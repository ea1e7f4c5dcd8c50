//! Canonical ordering passes. All of them are idempotent and, like the
//! manipulate operations, return a new record.

use crate::manifest::Manifest;
use crate::schema::{DependencyGroup, CANONICAL_FIELD_ORDER};
use crate::util::sort_object;
use serde_json::{Map, Value};

/// Which passes [`sort_manifest`] applies on top of the canonical field order.
#[derive(Debug, Clone)]
pub struct SortOptions {
    pub sort_dependencies: bool,
    pub sort_scripts: bool,
}

impl Default for SortOptions {
    fn default() -> Self {
        Self {
            sort_dependencies: true,
            sort_scripts: false,
        }
    }
}

/// Canonical field order plus the optional dependency/script passes.
pub fn sort_manifest(manifest: &Manifest, options: &SortOptions) -> Manifest {
    let mut result = sort_by_canonical_order(manifest);
    if options.sort_dependencies {
        result = sort_dependencies(&result);
    }
    if options.sort_scripts {
        result = sort_scripts(&result);
    }
    result
}

/// Reorder top-level fields into [`CANONICAL_FIELD_ORDER`].
pub fn sort_by_canonical_order(manifest: &Manifest) -> Manifest {
    sort_by_field_order(manifest, CANONICAL_FIELD_ORDER)
}

/// Stable partition: fields named in `order` first, in that order, then all
/// remaining fields in their original relative order.
pub fn sort_by_field_order(manifest: &Manifest, order: &[&str]) -> Manifest {
    let map = manifest.as_map();
    let mut sorted = Map::new();
    for field in order {
        if let Some(value) = map.get(*field) {
            sorted.insert((*field).to_owned(), value.clone());
        }
    }
    for (field, value) in map {
        if !order.contains(&field.as_str()) {
            sorted.insert(field.clone(), value.clone());
        }
    }
    Manifest::from_map(sorted)
}

/// Alphabetize the key order inside each of the four dependency groups
/// independently. Groups that are absent or not objects are left alone.
pub fn sort_dependencies(manifest: &Manifest) -> Manifest {
    let mut result = manifest.clone();
    for group in DependencyGroup::ALL {
        if let Some(Value::Object(deps)) = result.as_map_mut().get_mut(group.as_str()) {
            *deps = sort_object(deps);
        }
    }
    result
}

/// Alphabetize script keys.
pub fn sort_scripts(manifest: &Manifest) -> Manifest {
    let mut result = manifest.clone();
    if let Some(Value::Object(scripts)) = result.as_map_mut().get_mut("scripts") {
        *scripts = sort_object(scripts);
    }
    result
}

/// Scripts named in `order` first, in that order, then the rest alphabetically.
pub fn sort_scripts_by_order(manifest: &Manifest, order: &[&str]) -> Manifest {
    let mut result = manifest.clone();
    if let Some(Value::Object(scripts)) = result.as_map_mut().get_mut("scripts") {
        let mut sorted = Map::new();
        for name in order {
            if let Some(command) = scripts.get(*name) {
                sorted.insert((*name).to_owned(), command.clone());
            }
        }
        let mut remaining: Vec<&String> = scripts
            .keys()
            .filter(|name| !order.contains(&name.as_str()))
            .collect();
        remaining.sort_unstable();
        for name in remaining {
            sorted.insert(name.clone(), scripts[name.as_str()].clone());
        }
        *scripts = sorted;
    }
    result
}

#[cfg(test)]
mod tests {
    use super::*;
    use crate::manifest::parse_manifest_str;

    fn keys(manifest: &Manifest) -> Vec<String> {
        manifest.keys().map(str::to_owned).collect()
    }

    #[test]
    fn canonical_order_puts_known_fields_first() {
        let manifest = parse_manifest_str(
            r#"{"license": "MIT", "name": "demo", "custom": 1, "version": "1.0.0"}"#,
        )
        .unwrap();
        let sorted = sort_by_canonical_order(&manifest);
        assert_eq!(keys(&sorted), ["name", "version", "license", "custom"]);
    }

    #[test]
    fn unknown_fields_keep_relative_order() {
        let manifest = parse_manifest_str(
            r#"{"zzz": 1, "name": "demo", "aaa": 2, "mmm": 3}"#,
        )
        .unwrap();
        let sorted = sort_by_canonical_order(&manifest);
        assert_eq!(keys(&sorted), ["name", "zzz", "aaa", "mmm"]);
    }

    #[test]
    fn canonical_sort_is_idempotent() {
        let manifest = parse_manifest_str(
            r#"{"scripts": {"b": "x", "a": "y"}, "name": "demo", "other": true, "version": "1.0.0"}"#,
        )
        .unwrap();
        let once = sort_by_canonical_order(&manifest);
        let twice = sort_by_canonical_order(&once);
        assert_eq!(keys(&once), keys(&twice));
        assert_eq!(once, twice);
    }

    #[test]
    fn dependencies_sort_alphabetically_per_group() {
        let manifest = parse_manifest_str(
            r#"{
                "dependencies": {"z": "^1.0.0", "a": "^1.0.0"},
                "devDependencies": {"m": "^2.0.0", "b": "^2.0.0"}
            }"#,
        )
        .unwrap();
        let sorted = sort_dependencies(&manifest);
        let deps: Vec<&str> = sorted
            .dependency_group(DependencyGroup::Dependencies)
            .unwrap()
            .keys()
            .map(String::as_str)
            .collect();
        assert_eq!(deps, ["a", "z"]);
        let dev: Vec<&str> = sorted
            .dependency_group(DependencyGroup::DevDependencies)
            .unwrap()
            .keys()
            .map(String::as_str)
            .collect();
        assert_eq!(dev, ["b", "m"]);
    }

    #[test]
    fn dependency_sort_is_idempotent() {
        let manifest = parse_manifest_str(
            r#"{"dependencies": {"z": "^1.0.0", "a": "^1.0.0", "k": "*"}}"#,
        )
        .unwrap();
        assert_eq!(
            sort_dependencies(&manifest),
            sort_dependencies(&sort_dependencies(&manifest))
        );
    }

    #[test]
    fn scripts_sort_alphabetically() {
        let manifest =
            parse_manifest_str(r#"{"scripts": {"test": "t", "build": "b", "dev": "d"}}"#).unwrap();
        let sorted = sort_scripts(&manifest);
        let names: Vec<&str> = sorted
            .get("scripts")
            .and_then(Value::as_object)
            .unwrap()
            .keys()
            .map(String::as_str)
            .collect();
        assert_eq!(names, ["build", "dev", "test"]);
    }

    #[test]
    fn scripts_sort_by_explicit_order_then_alphabetical() {
        let manifest = parse_manifest_str(
            r#"{"scripts": {"test": "t", "build": "b", "dev": "d", "lint": "l"}}"#,
        )
        .unwrap();
        let sorted = sort_scripts_by_order(&manifest, &["dev", "build"]);
        let names: Vec<&str> = sorted
            .get("scripts")
            .and_then(Value::as_object)
            .unwrap()
            .keys()
            .map(String::as_str)
            .collect();
        assert_eq!(names, ["dev", "build", "lint", "test"]);
    }

    #[test]
    fn sorting_leaves_input_untouched() {
        let manifest = parse_manifest_str(
            r#"{"version": "1.0.0", "name": "demo", "dependencies": {"z": "*", "a": "*"}}"#,
        )
        .unwrap();
        let snapshot = manifest.clone();
        let _ = sort_manifest(&manifest, &SortOptions::default());
        assert_eq!(keys(&manifest), keys(&snapshot));
        assert_eq!(manifest, snapshot);
    }
}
.....
- Work instruction: In the listing above, find the line with "sorted.insert(field.clone(), value.clone());" and the line with "if let Some(Value::Object(deps))", then print exactly those lines and every line between them.

- Exercise result:
            sorted.insert(field.clone(), value.clone());
        }
    }
    Manifest::from_map(sorted)
}

/// Alphabetize the key order inside each of the four dependency groups
/// independently. Groups that are absent or not objects are left alone.
pub fn sort_dependencies(manifest: &Manifest) -> Manifest {
    let mut result = manifest.clone();
    for group in DependencyGroup::ALL {
        if let Some(Value::Object(deps)) = result.as_map_mut().get_mut(group.as_str()) {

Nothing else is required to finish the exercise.